Mathnawi al-Nuriya ( not all sections) | Second Treatise | 17
(1-45)
Fourteenth droplet
This contains "driblets" from the ocean of the greatest miracle [i.e. the Qur'an].
First driblet
Know that the arguments for the Prophethood of Muhammad, upon him be peace and blessings, are uncountable. Exacting scholars have written volumes to explain them. Despite my shortcomings, I humbly attempted to offer some "rays" from this "sun" in a Turkish treatise called The Rays and explain briefly some aspects of the Qur'an's miraculousness, numbering around fifty, in another treatise named The Flashes. I expounded its eloquence, which is only one of those aspects, in Sig7ts of Miraculousness, an introduction to the interpretation of the holy Qur'an.
Second driblet
The Qur'an came from the Creator of the heavens and heavenly objects and this earth and earthly creatures. You must have understood from the foregoing explanations that the Qur'an, which makes our Lord, the Lord of the Worlds, known to us, deals with many issues in different degrees of priority.

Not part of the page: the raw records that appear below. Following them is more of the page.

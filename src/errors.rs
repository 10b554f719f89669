//! Error types for the casino engine
//!
//! One root error with a category per concern, so callers can match on the
//! category they care about and still get a readable message for the rest.

use crate::access::AccessDecision;

/// Root error type for all engine operations
#[derive(Debug, thiserror::Error)]
pub enum CasinoError {
    /// Configuration related errors
    #[error("Configuration error: {0}")]
    Configuration(#[from] ConfigurationError),

    /// Storage system errors
    #[error("Storage error: {0}")]
    Storage(#[from] StorageError),

    /// Wager validation and flow errors
    #[error("Wager error: {0}")]
    Wager(#[from] WagerError),

    /// The access gate refused the player
    #[error("Access denied: {}", .0.reason)]
    AccessDenied(AccessDecision),

    /// Metrics registration errors
    #[error("Monitoring error: {0}")]
    Monitoring(#[from] MonitoringError),
}

/// Metrics registry errors
#[derive(Debug, thiserror::Error)]
pub enum MonitoringError {
    #[error("Metric registration failed: {0}")]
    RegistrationFailed(String),
}

/// Configuration and validation errors
#[derive(Debug, thiserror::Error)]
pub enum ConfigurationError {
    #[error("Validation failed: {0}")]
    ValidationFailed(String),
    #[error("Invalid value for {field}: '{value}' ({reason})")]
    InvalidValue { field: String, value: String, reason: String },
    #[error("Failed to load configuration: {0}")]
    LoadFailed(String),
}

/// Storage system errors
#[derive(Debug, thiserror::Error)]
pub enum StorageError {
    #[error("Database open failed: {0}")]
    DatabaseOpenFailed(String),
    #[error("Read failed: {0}")]
    ReadFailed(String),
    #[error("Write failed: {0}")]
    WriteFailed(String),
    #[error("Corrupted data: {0}")]
    CorruptedData(String),
}

/// Wager flow errors, all reported before any state change
#[derive(Debug, Clone, PartialEq, Eq, thiserror::Error)]
pub enum WagerError {
    #[error("Stake {stake} outside allowed range {min}..={max}")]
    StakeOutOfBounds { stake: u64, min: u64, max: u64 },
    #[error("Insufficient balance: have {balance}, need {required}")]
    InsufficientBalance { balance: u64, required: u64 },
    #[error("No pending wager for player {0}")]
    NoPendingWager(u64),
    #[error("Player {0} already has a pending wager awaiting take or risk")]
    PendingWagerExists(u64),
    #[error("Player {player_id} already has open session {session_id}")]
    SessionAlreadyOpen { player_id: u64, session_id: u64 },
    #[error("Invalid amount: {0}")]
    InvalidAmount(String),
}

// External error conversions
impl From<rocksdb::Error> for CasinoError {
    fn from(e: rocksdb::Error) -> Self {
        CasinoError::Storage(StorageError::WriteFailed(e.to_string()))
    }
}

impl From<std::io::Error> for CasinoError {
    fn from(e: std::io::Error) -> Self {
        CasinoError::Storage(StorageError::ReadFailed(e.to_string()))
    }
}

impl From<serde_json::Error> for CasinoError {
    fn from(e: serde_json::Error) -> Self {
        CasinoError::Storage(StorageError::CorruptedData(e.to_string()))
    }
}

impl From<bincode::Error> for CasinoError {
    fn from(e: bincode::Error) -> Self {
        CasinoError::Storage(StorageError::CorruptedData(e.to_string()))
    }
}

impl From<prometheus::Error> for CasinoError {
    fn from(e: prometheus::Error) -> Self {
        CasinoError::Monitoring(MonitoringError::RegistrationFailed(e.to_string()))
    }
}

// Convenience type alias for Results
pub type CasinoResult<T> = Result<T, CasinoError>;

#[cfg(test)]
mod tests {
    use super::*;
    use std::error::Error;

    #[test]
    fn test_error_display() {
        let config_error = ConfigurationError::ValidationFailed("test".to_string());
        let casino_error = CasinoError::Configuration(config_error);

        assert!(casino_error.to_string().contains("Configuration error"));
        assert!(casino_error.to_string().contains("test"));
    }

    #[test]
    fn test_wager_error_details() {
        let error = WagerError::StakeOutOfBounds { stake: 5, min: 10, max: 500 };

        assert!(error.to_string().contains("Stake 5"));
        assert!(error.to_string().contains("10..=500"));
    }

    #[test]
    fn test_error_conversion() {
        let casino_error: CasinoError = WagerError::NoPendingWager(7).into();

        match casino_error {
            CasinoError::Wager(WagerError::NoPendingWager(7)) => {}
            other => panic!("Expected wager error, got {:?}", other),
        }
    }

    #[test]
    fn test_error_source() {
        let casino_error = CasinoError::Storage(StorageError::ReadFailed("disk".to_string()));
        assert!(casino_error.source().is_some());
    }
}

If you ask what the Qur'an is, we have already described it elsewhere as follows:
The Qur'an is the eternal translation of the universe and the everlasting translator of the "languages" expressive of the Divine Being's natural signs and the interpreter of the book of the universe. Also, it is the discloser of the secrets of the Divine Names' treasuries hidden on the "pages" of the heavens and earth, and the key to the truths which lie beneath the lines of events. Again, it is the tongue of the unseen world in the visible, material one; the treasury of the eternal Divine Speech and the eternal favors of the All-Merciful One. It is the foundation, plan and sun of the spiritual and intellectual world of Islam and the map of the world of the Hereafter. It is the expounder, the lucid interpreter, articulate proof, and clear translator of the Divine Essence, Attributes, Names and acts; the educator and trainer of the world of humanity and the water and light of Islam, which is the true and greatest humanity. It is the true wisdom of humankind and their true guide leading them to that which they were created for. As it is a book of law for human beings, it is also a book of wisdom for them. As it is a book of worship and servanthood to God, it is also a book of commands and invitation. As it is a book of invocation, it is also a book of contemplation. It is a single book, but a book containing many books for all the needs of mankind. It is also like a sacred library filled with books and treatises from which all the saints and eminently truthful ones, and all the purified and discerning scholars and gnostics of different temperaments and approach have derived their ways peculiar to each. It illuminates each of these ways and answers the needs of their followers who likewise have their different tastes and temperaments.